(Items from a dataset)

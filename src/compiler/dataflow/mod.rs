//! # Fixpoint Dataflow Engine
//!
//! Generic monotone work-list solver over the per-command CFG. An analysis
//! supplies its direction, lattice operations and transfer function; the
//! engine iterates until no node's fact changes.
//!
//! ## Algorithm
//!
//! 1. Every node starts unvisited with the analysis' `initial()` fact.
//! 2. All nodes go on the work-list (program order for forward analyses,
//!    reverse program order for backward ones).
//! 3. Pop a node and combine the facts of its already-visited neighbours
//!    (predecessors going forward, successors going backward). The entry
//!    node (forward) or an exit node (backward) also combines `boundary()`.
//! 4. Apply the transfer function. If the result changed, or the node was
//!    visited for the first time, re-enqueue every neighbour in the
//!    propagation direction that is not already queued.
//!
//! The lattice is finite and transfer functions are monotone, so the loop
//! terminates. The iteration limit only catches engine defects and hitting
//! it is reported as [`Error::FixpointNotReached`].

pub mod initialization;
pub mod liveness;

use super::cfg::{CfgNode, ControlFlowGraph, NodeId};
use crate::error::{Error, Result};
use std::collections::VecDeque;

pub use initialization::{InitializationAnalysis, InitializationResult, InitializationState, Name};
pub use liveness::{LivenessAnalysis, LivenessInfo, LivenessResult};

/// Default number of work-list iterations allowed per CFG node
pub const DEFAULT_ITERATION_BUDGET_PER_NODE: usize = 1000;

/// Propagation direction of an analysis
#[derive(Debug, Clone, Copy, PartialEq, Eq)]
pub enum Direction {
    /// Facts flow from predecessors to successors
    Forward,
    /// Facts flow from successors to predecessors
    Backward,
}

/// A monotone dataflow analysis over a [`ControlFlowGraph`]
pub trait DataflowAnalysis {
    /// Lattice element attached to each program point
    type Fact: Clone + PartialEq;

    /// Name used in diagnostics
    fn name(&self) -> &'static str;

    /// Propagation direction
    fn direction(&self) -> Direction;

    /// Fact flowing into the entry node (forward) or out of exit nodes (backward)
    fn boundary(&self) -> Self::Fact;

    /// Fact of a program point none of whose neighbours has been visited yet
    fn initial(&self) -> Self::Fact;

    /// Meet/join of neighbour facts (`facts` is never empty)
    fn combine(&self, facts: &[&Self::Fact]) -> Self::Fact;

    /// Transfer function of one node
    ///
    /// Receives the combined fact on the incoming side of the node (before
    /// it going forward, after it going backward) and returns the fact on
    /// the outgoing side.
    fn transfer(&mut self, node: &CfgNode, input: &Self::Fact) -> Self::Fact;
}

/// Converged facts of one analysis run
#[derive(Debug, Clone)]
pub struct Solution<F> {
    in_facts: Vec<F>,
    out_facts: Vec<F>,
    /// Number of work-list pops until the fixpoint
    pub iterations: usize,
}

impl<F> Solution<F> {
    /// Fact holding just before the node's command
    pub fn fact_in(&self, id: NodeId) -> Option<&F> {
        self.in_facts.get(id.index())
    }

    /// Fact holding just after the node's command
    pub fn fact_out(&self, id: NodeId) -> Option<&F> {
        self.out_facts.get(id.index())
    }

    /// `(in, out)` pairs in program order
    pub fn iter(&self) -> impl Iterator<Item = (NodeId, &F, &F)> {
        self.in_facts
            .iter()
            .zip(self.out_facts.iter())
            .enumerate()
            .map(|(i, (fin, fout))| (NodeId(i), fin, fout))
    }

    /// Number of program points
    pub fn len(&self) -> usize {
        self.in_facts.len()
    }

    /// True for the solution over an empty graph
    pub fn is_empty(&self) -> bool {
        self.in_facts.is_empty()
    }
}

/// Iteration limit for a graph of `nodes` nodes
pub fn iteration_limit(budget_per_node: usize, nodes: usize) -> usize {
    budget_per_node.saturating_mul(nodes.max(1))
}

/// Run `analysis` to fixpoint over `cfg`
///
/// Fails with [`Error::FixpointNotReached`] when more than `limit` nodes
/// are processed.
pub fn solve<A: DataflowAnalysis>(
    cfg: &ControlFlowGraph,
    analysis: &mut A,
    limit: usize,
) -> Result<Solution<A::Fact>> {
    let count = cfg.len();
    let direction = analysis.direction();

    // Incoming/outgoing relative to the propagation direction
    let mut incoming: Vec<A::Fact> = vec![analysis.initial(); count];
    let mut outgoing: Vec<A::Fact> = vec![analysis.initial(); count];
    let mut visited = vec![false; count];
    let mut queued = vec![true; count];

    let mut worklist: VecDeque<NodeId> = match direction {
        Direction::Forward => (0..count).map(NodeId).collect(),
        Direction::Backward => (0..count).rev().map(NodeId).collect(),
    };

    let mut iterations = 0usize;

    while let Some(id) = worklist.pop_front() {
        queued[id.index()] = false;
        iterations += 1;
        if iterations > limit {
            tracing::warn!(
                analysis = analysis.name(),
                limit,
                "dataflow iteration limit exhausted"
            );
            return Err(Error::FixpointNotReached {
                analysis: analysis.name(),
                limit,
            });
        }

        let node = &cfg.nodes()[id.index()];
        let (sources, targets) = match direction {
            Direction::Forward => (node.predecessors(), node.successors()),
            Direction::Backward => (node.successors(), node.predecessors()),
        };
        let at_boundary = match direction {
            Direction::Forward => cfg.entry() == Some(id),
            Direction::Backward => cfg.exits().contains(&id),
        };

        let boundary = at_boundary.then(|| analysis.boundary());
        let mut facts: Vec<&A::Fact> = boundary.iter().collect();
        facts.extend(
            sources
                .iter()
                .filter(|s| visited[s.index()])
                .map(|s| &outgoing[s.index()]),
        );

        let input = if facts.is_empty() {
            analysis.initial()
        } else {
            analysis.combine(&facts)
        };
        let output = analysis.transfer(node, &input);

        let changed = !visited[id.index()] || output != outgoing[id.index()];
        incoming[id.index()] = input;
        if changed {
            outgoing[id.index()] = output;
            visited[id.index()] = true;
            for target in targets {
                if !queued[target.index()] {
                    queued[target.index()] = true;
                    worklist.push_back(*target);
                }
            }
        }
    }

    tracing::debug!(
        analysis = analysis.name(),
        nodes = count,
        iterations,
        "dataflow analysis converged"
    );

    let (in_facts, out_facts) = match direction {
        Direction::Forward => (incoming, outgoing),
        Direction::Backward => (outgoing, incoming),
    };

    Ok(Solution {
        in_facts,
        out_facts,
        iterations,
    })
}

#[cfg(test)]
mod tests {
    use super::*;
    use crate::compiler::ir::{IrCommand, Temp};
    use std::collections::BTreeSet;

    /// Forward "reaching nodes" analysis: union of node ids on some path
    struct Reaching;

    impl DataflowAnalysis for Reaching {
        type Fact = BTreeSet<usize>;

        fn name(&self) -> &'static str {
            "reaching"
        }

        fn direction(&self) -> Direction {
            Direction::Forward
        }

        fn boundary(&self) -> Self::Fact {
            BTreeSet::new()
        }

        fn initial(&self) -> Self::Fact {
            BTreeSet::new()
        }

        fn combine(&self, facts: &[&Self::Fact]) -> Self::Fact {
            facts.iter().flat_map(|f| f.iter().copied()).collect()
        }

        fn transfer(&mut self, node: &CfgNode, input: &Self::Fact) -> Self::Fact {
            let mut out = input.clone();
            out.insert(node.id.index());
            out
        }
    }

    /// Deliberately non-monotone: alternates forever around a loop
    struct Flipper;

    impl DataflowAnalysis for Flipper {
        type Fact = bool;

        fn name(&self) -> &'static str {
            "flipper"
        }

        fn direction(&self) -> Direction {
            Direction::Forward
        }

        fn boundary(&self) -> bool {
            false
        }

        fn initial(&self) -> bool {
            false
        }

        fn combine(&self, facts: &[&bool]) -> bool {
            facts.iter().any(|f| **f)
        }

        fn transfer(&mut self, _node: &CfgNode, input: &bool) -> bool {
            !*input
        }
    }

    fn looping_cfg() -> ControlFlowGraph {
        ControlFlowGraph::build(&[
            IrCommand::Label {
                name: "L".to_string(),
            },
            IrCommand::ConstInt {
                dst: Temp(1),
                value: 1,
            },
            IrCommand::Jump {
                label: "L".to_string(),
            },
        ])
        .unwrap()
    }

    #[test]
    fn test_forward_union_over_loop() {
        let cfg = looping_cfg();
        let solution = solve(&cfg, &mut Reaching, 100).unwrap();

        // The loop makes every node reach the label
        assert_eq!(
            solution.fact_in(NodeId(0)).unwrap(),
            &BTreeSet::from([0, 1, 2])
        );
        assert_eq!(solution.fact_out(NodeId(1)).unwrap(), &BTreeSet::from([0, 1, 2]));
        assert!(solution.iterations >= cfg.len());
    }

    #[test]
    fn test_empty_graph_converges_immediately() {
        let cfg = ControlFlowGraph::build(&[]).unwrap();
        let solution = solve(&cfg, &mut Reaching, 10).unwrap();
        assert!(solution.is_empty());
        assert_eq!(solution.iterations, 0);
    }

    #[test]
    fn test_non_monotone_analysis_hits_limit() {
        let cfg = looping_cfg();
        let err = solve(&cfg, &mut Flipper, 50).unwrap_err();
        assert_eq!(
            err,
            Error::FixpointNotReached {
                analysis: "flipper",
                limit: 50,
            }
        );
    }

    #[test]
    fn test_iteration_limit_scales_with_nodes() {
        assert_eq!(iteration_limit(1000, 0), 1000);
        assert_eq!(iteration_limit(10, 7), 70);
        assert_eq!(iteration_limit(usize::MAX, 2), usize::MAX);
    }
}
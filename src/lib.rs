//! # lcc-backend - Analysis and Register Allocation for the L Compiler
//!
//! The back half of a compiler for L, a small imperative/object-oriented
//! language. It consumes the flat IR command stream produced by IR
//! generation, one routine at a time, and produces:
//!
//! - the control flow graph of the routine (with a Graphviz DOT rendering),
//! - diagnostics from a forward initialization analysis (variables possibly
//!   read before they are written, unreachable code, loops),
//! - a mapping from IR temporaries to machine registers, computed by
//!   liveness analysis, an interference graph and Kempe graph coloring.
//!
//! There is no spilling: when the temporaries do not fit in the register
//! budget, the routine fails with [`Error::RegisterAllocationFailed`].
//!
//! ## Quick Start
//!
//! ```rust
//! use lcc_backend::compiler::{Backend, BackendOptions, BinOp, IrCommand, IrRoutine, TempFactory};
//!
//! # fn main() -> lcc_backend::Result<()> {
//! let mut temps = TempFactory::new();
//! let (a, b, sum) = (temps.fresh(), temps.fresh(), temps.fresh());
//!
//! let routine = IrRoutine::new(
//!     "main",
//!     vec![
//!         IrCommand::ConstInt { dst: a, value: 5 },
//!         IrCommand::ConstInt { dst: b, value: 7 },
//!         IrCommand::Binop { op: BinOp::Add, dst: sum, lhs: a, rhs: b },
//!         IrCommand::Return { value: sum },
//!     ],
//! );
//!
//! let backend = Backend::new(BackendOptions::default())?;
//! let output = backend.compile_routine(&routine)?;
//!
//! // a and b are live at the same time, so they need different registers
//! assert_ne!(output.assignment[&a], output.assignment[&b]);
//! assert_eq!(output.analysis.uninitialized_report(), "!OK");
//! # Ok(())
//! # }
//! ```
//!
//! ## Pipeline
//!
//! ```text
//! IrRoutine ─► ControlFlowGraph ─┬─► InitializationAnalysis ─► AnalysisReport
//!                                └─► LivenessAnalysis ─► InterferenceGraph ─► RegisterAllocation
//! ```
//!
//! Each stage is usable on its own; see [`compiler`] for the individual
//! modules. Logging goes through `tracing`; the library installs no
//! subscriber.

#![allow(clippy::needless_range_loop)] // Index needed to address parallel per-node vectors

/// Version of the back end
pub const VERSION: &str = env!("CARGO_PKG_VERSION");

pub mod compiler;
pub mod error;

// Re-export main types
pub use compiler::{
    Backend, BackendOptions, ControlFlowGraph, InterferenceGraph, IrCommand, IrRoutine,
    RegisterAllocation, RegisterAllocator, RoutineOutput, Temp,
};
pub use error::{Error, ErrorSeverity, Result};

Task to complete
In the entries above, find each line with "after" and list it.

Response to this task
    /// it going forward, after it going backward) and returns the fact on
    /// Fact holding just after the node's command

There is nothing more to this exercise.